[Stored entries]
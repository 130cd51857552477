//! Error types for checkpoint-cursor
//!
//! This module defines the error hierarchy for the entire crate.
//! All public APIs return `Result<T, Error>` where Error is defined here.

use crate::types::{CheckpointId, Offset, PartitionId};
use thiserror::Error;

/// The main error type for checkpoint-cursor
#[derive(Error, Debug)]
pub enum Error {
    // ============================================================================
    // Configuration Errors
    // ============================================================================
    #[error("Configuration error: {message}")]
    Config { message: String },

    #[error("Invalid config value for '{field}': {message}")]
    InvalidConfigValue { field: String, message: String },

    #[error("Failed to parse YAML: {0}")]
    YamlParse(#[from] serde_yaml::Error),

    #[error("Failed to parse JSON: {0}")]
    JsonParse(#[from] serde_json::Error),

    // ============================================================================
    // Protocol Errors
    // ============================================================================
    #[error("Checkpoint {checkpoint_id} is already registered")]
    DuplicateCheckpoint { checkpoint_id: CheckpointId },

    #[error("Coordinator is closed")]
    CoordinatorClosed,

    #[error("Split '{partition}' is not assigned to this reader")]
    UnknownSplit { partition: PartitionId },

    // ============================================================================
    // Commit Errors
    // ============================================================================
    #[error("Commit failed for partition '{partition}': {message}")]
    Commit {
        partition: PartitionId,
        message: String,
    },

    #[error("Cursor commit failed for {} partition(s) at checkpoint {checkpoint_id}: {}", .failures.len(), summarize(.failures))]
    CommitFailed {
        checkpoint_id: CheckpointId,
        failures: Vec<CommitFailure>,
    },

    // ============================================================================
    // State Errors
    // ============================================================================
    #[error("State error: {message}")]
    State { message: String },

    // ============================================================================
    // I/O Errors
    // ============================================================================
    #[error("IO error: {0}")]
    Io(#[from] std::io::Error),

    #[error("File not found: {path}")]
    FileNotFound { path: String },
}

/// A single failed partition commit within a batch
#[derive(Debug, Clone, PartialEq, Eq)]
pub struct CommitFailure {
    /// Partition whose commit failed
    pub partition: PartitionId,
    /// Offset that could not be committed
    pub offset: Offset,
    /// Error message from the committer
    pub message: String,
}

impl std::fmt::Display for CommitFailure {
    fn fmt(&self, f: &mut std::fmt::Formatter<'_>) -> std::fmt::Result {
        write!(f, "{}@{}: {}", self.partition, self.offset, self.message)
    }
}

fn summarize(failures: &[CommitFailure]) -> String {
    failures
        .iter()
        .map(ToString::to_string)
        .collect::<Vec<_>>()
        .join("; ")
}

impl Error {
    /// Create a config error
    pub fn config(message: impl Into<String>) -> Self {
        Self::Config {
            message: message.into(),
        }
    }

    /// Create an invalid config value error
    pub fn invalid_value(field: impl Into<String>, message: impl Into<String>) -> Self {
        Self::InvalidConfigValue {
            field: field.into(),
            message: message.into(),
        }
    }

    /// Create a single-partition commit error
    pub fn commit(partition: PartitionId, message: impl Into<String>) -> Self {
        Self::Commit {
            partition,
            message: message.into(),
        }
    }

    /// Create a state error
    pub fn state(message: impl Into<String>) -> Self {
        Self::State {
            message: message.into(),
        }
    }

    /// Check if this error is retryable
    ///
    /// Commit failures leave the failed positions pending, so the caller may
    /// retry the completion notice. Contract violations are never retryable.
    pub fn is_retryable(&self) -> bool {
        matches!(
            self,
            Error::Commit { .. } | Error::CommitFailed { .. } | Error::Io(_)
        )
    }
}

/// Result type alias for checkpoint-cursor
pub type Result<T> = std::result::Result<T, Error>;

■ **Task to carry out**: Copy the records above exactly, beginning at the line that contains "fn fmt(&self, f: &mut" and stopping after the line that contains "config value error".

■ **Exercise output**:
    fn fmt(&self, f: &mut std::fmt::Formatter<'_>) -> std::fmt::Result {
        write!(f, "{}@{}: {}", self.partition, self.offset, self.message)
    }
}

fn summarize(failures: &[CommitFailure]) -> String {
    failures
        .iter()
        .map(ToString::to_string)
        .collect::<Vec<_>>()
        .join("; ")
}

impl Error {
    /// Create a config error
    pub fn config(message: impl Into<String>) -> Self {
        Self::Config {
            message: message.into(),
        }
    }

    /// Create an invalid config value error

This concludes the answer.